It’s really simple to work with, and here’s an example of how to use it:
void option_one(std::string& path)
{
auto fs_path = fs::path(path);
auto canonical = fs::weakly_canonical(fs_path);
std::cout << canonical << '\n';
}
Option 2 – use a stack
We can use a stack to hold the path components, that we find while iterating up through a string.
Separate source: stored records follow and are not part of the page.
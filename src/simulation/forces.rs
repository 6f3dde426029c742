//! Force functions applied by the node and group simulations.
//!
//! Node forces accumulate into velocities, which the simulation integrates after all forces
//! ran. The rectangle collision force works directly on positions.

use super::quadtree::QuadNode;
use crate::types::{Edge, Group, Node};
use eframe::egui::{vec2, Pos2, Vec2};

/// Squared distance below which the charge force stops growing.
const CHARGE_DISTANCE_MIN_SQ: f32 = 1.0;

/// Tiny deterministic offset used to separate coincident points.
fn jiggle(seed: usize) -> f32 {
    ((seed as f32 * 0.618_034).fract() - 0.5) * 1e-6
}

fn nudge(delta: Vec2, seed: usize) -> Vec2 {
    if delta == Vec2::ZERO {
        vec2(jiggle(seed), jiggle(seed + 1))
    } else {
        delta
    }
}

/// Pulls every node toward `target` on both axes.
pub fn center(nodes: &mut [Node], target: Pos2, strength: f32, alpha: f32) {
    for node in nodes {
        node.velocity += (target - node.pos) * strength * alpha;
    }
}

/// Per-edge spring strength.
///
/// Without active grouping every link is a full-strength spring. With grouping, links inside a
/// group are loosened and links across groups loosened much further so clusters can separate.
pub fn link_strengths(nodes: &[Node], edges: &[Edge], grouping_active: bool) -> Vec<f32> {
    use crate::constants::{
        LINK_STRENGTH_CROSS_GROUP, LINK_STRENGTH_SAME_GROUP, LINK_STRENGTH_UNGROUPED,
    };

    edges
        .iter()
        .map(|edge| {
            if !grouping_active {
                LINK_STRENGTH_UNGROUPED
            } else if nodes[edge.source].group == nodes[edge.target].group {
                LINK_STRENGTH_SAME_GROUP
            } else {
                LINK_STRENGTH_CROSS_GROUP
            }
        })
        .collect()
}

/// Spring force pulling linked nodes toward `distance` apart.
///
/// The correction is split between both endpoints by degree so that hubs move less than
/// leaves.
pub fn links(nodes: &mut [Node], edges: &[Edge], strengths: &[f32], distance: f32, alpha: f32) {
    let mut degree = vec![0usize; nodes.len()];
    for edge in edges {
        degree[edge.source] += 1;
        degree[edge.target] += 1;
    }

    for (i, (edge, strength)) in edges.iter().zip(strengths).enumerate() {
        let (s, t) = (edge.source, edge.target);
        if s == t {
            continue;
        }
        let delta = (nodes[t].pos + nodes[t].velocity) - (nodes[s].pos + nodes[s].velocity);
        let delta = nudge(delta, i);
        let length = delta.length();
        let correction = delta * ((length - distance) / length * alpha * strength);
        let bias = degree[s] as f32 / (degree[s] + degree[t]) as f32;

        nodes[t].velocity -= correction * bias;
        nodes[s].velocity += correction * (1.0 - bias);
    }
}

/// Many-body force between all nodes, approximated with a Barnes-Hut quadtree.
///
/// Negative `strength` repels.
pub fn charge(nodes: &mut [Node], strength: f32, theta: f32, alpha: f32) {
    let positions: Vec<Vec2> = nodes.iter().map(|node| node.pos.to_vec2()).collect();
    let Some(tree) = QuadNode::build(&positions) else {
        return;
    };

    let theta_sq = theta * theta;
    for (index, node) in nodes.iter_mut().enumerate() {
        let mut force = Vec2::ZERO;
        accumulate_charge(&tree, index, &positions, strength * alpha, theta_sq, &mut force);
        node.velocity += force;
    }
}

fn accumulate_charge(
    quad: &QuadNode,
    index: usize,
    positions: &[Vec2],
    strength: f32,
    theta_sq: f32,
    force: &mut Vec2,
) {
    if quad.count <= 0.0 {
        return;
    }

    let point = positions[index];

    if quad.is_leaf() {
        for &other in &quad.indices {
            if other == index {
                continue;
            }
            let delta = nudge(positions[other] - point, index + other);
            *force += delta * (strength / softened(delta.length_sq()));
        }
        return;
    }

    let delta = quad.center_of_mass - point;
    let distance_sq = delta.length_sq();
    let side = quad.bounds.side_length();
    let inside = point.x >= quad.bounds.min().x
        && point.y >= quad.bounds.min().y
        && point.x <= quad.bounds.max().x
        && point.y <= quad.bounds.max().y;

    if !inside && side * side / theta_sq < distance_sq {
        *force += delta * (strength * quad.count / softened(distance_sq));
        return;
    }

    for child in quad.children() {
        accumulate_charge(child, index, positions, strength, theta_sq, force);
    }
}

fn softened(distance_sq: f32) -> f32 {
    if distance_sq < CHARGE_DISTANCE_MIN_SQ {
        (CHARGE_DISTANCE_MIN_SQ * distance_sq).sqrt().max(f32::EPSILON)
    } else {
        distance_sq
    }
}

/// Pulls each grouped node toward the center of its group's box.
pub fn cluster(nodes: &mut [Node], groups: &[Group], strength: f32, alpha: f32) {
    let k = alpha * strength;
    for node in nodes {
        let center = node
            .group
            .and_then(|id| groups.get(id))
            .and_then(|group| group.geometry.as_ref())
            .map(|geometry| geometry.center());
        if let Some(center) = center {
            node.velocity -= (node.pos - center) * k;
        }
    }
}

/// Indices of the member nodes of every group.
pub fn group_members(nodes: &[Node], group_count: usize) -> Vec<Vec<usize>> {
    let mut members = vec![Vec::new(); group_count];
    for (index, node) in nodes.iter().enumerate() {
        if let Some(list) = node.group.and_then(|id| members.get_mut(id)) {
            list.push(index);
        }
    }
    members
}

/// Whether a group must stay put: pinned, locked, focused, or holding a pinned member.
pub fn is_group_fixed(
    group: &Group,
    members: &[usize],
    nodes: &[Node],
    focused: Option<usize>,
) -> bool {
    group.is_pinned()
        || group.locked
        || focused == Some(group.id)
        || members.iter().any(|&index| nodes[index].is_fixed())
}

struct CollideItem {
    group: usize,
    center: Vec2,
    size: Vec2,
    mass: f32,
    fixed: bool,
}

/// Pushes overlapping group boxes apart by moving their member nodes.
///
/// Two boxes collide when their extents plus `padding` overlap on both axes. The pair is
/// separated along the axis of least overlap, the lighter box (by area) taking the larger share.
/// Fixed groups never move. Returns true if any node was moved.
pub fn rect_collide(
    nodes: &mut [Node],
    groups: &[Group],
    focused: Option<usize>,
    padding: f32,
    iterations: usize,
) -> bool {
    let members = group_members(nodes, groups.len());
    let items: Vec<CollideItem> = groups
        .iter()
        .filter_map(|group| {
            let geometry = group.geometry.as_ref()?;
            Some(CollideItem {
                group: group.id,
                center: geometry.center().to_vec2(),
                size: geometry.rect.size(),
                mass: geometry.area(),
                fixed: is_group_fixed(group, &members[group.id], nodes, focused),
            })
        })
        .collect();
    if items.len() < 2 {
        return false;
    }

    let centers: Vec<Vec2> = items.iter().map(|item| item.center).collect();
    let sizes: Vec<Vec2> = items.iter().map(|item| item.size).collect();
    let mut moved = false;

    for _ in 0..iterations {
        let Some(tree) = QuadNode::build_sized(&centers, &sizes) else {
            return moved;
        };
        let mut shifts = vec![Vec2::ZERO; items.len()];
        for index in 0..items.len() {
            visit_collisions(&tree, index, &items, padding, &mut shifts);
        }

        for (item, shift) in items.iter().zip(&shifts) {
            if item.fixed || *shift == Vec2::ZERO {
                continue;
            }
            for &member in &members[item.group] {
                nodes[member].pos += *shift;
            }
            moved = true;
        }
    }
    moved
}

fn visit_collisions(
    quad: &QuadNode,
    index: usize,
    items: &[CollideItem],
    padding: f32,
    shifts: &mut [Vec2],
) {
    let item = &items[index];
    let reach = (item.size + quad.max_extent) * 0.5 + vec2(padding, padding);
    let (min, max) = (quad.bounds.min(), quad.bounds.max());
    if min.x > item.center.x + reach.x
        || min.y > item.center.y + reach.y
        || max.x < item.center.x - reach.x
        || max.y < item.center.y - reach.y
    {
        return;
    }

    if quad.is_leaf() {
        for &other in &quad.indices {
            if other > index {
                separate(index, other, items, padding, shifts);
            }
        }
        return;
    }

    for child in quad.children() {
        visit_collisions(child, index, items, padding, shifts);
    }
}

fn separate(i: usize, j: usize, items: &[CollideItem], padding: f32, shifts: &mut [Vec2]) {
    let (a, b) = (&items[i], &items[j]);
    let reach = (a.size + b.size) * 0.5 + vec2(padding, padding);
    let delta = a.center - b.center;
    let delta = if delta == Vec2::ZERO {
        vec2(-1e-3, 0.0)
    } else {
        delta
    };
    let overlap = vec2(delta.x.abs() - reach.x, delta.y.abs() - reach.y);
    if overlap.x >= 0.0 || overlap.y >= 0.0 {
        return;
    }

    let length = delta.length();
    let total = a.mass + b.mass;
    let m = if total > 0.0 { b.mass / total } else { 0.5 };

    if overlap.x.abs() < overlap.y.abs() {
        let x = delta.x * overlap.x / length;
        if !a.fixed {
            shifts[i].x -= x * m;
        }
        if !b.fixed {
            shifts[j].x += x * (1.0 - m);
        }
    } else {
        let y = delta.y * overlap.y / length;
        if !a.fixed {
            shifts[i].y -= y * m;
        }
        if !b.fixed {
            shifts[j].y += y * (1.0 - m);
        }
    }
}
This will be a lot more involved than Option 1, but if C++17 is not available in your project, then:
/**********************************************************/
std::string option_two(std::string& path)
{
// Don't work on an empty path
if (path.empty())
return "";
// Use a stack to hold each path component
auto path_components = std::stack<std::string>();
// Use 2 variables to hold the beginning and the end of a path component string
// initialized to the beginning of the string, and the first slash found
auto beginning = 0;
auto end = path.find("/", beginning);
// Now, walk up the string, gathering each path component
while (end != std::string::npos)
{
// Check if the path component is a `..` or `.`
const auto item = path.substr(beginning, end - beginning);
// If it's a `..`, pop the stack, otherwise ignore `.` and only add a path component
if (item == ".." && !path_components.empty())
path_components.pop();
else if (item != ".")
path_components.push(item);
// Set our variables to the current slash position, and the next found slash
beginning = end + 1;
end = path.find("/", beginning);
}
// Add the last path component, if we have a trailing one
if ((path.length() - beginning) > 0)
{
const auto last = path.substr(beginning, path.length() - beginning);
if (last != ".." && last != ".")
path_components.push(last);
}
// Reverse the stack to make our mechanism work
std::stack<std::string> rpath_components;
while (!path_components.empty())
{
rpath_components.push(path_components.top());
path_components.pop();
}
// Append the path components to our string, delimited with `/`
std::string canonical;
while (!rpath_components.empty())
{
canonical += rpath_components.top();
rpath_components.pop();
canonical += "/";
}
// Remove the last trailing forward slash
canonical = canonical.substr(0, canonical.length() - 1);
std::cout << canonical << "\n";
return canonical;
}
So, you can see there are 2 ways, and lots more if you put your mind to it, of canonicalizing a path.
Happy coding!